In that case I may go LXC way again. It's just a single line to create whatever sub-CPU config I need. I may even be able to export an image and put it on R2 for the exact reproducibility.
I've just checked and Environment.ProcessorCount
works fine with numactl physcpubind=0-7
, it correctly detects only 8 CPUs. The only issue is native code recompilation.
Interestingly, how Java deals with that?
They don't, basically on the Java leaderboard everyone is suffering some performance penalty.
But for the latest numbers above I just ./main measurements_10k.txt ~10 times and get the minimum result. Same with other people's code. Definitely not scientific, but it's more fun, also it gives everybody better numbers. As you can see in the image below, the results are more than stable enough.
@lehuyduc BTW, I also do check hyperfine output with my eyes, when it's not very stable (e.g. switch from default to 10K and page cache is not good yet) I just re-run until sigma is low and stable. But since I report min/max/sigma in the full results I believe the average on a quiet machine is a better metric. Because it's not only CPU bound but RAM bandwidth bound especially on many cores. Some fluctuations are expected even with frozen CPU frequency.
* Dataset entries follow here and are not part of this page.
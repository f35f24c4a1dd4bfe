//! Authentication service HTTP layer.
//!
//! Exposed as a library so integration tests can assemble the router with
//! alternative backing stores; the `gh_server` binary wires the production
//! stack in `main.rs`.

pub mod api;
pub mod config;
pub mod logging;
pub mod metrics;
Also JIT runs are visibly less stable than AOT and sigma is an interesting metric itself.
Hello @lehuyduc
Could you please check how I run you code from bash scripts here: https://github.com/buybackoff/1brc-bench/blob/main/run.sh#L76
We discussed how to run with 12 12
vs 12 6
, but I thing the relevant config was 12 12
vs 6 6
, so on HT use every core. Then I see the difference.
For you code I always the number of threads as both parameters. It makes it much faster on my default machine: 2.6 sec with 12 12
as was published vs 2.95 with 6 6
.
I've created a repo with a bunch of scripts and now going to run it on big bare metal: https://github.com/buybackoff/1brc-bench/
@buybackoff oh, I'm not back from my vacation yet so I can't make those changes at the moment. You can use whichever best number you get, thanks! It's the last day anyway :D
Hi @buybackoff - thanks for the great article and running this unofficial leaderboard. Would you mind including my entry in your run? https://github.com/noahfalk/1brc/
Its quite speedy from my own benchmarking and I hope the results will be reproducible for you. I put some more info in the README on my repo but if you have any questions about it feel free to reach out. Thanks!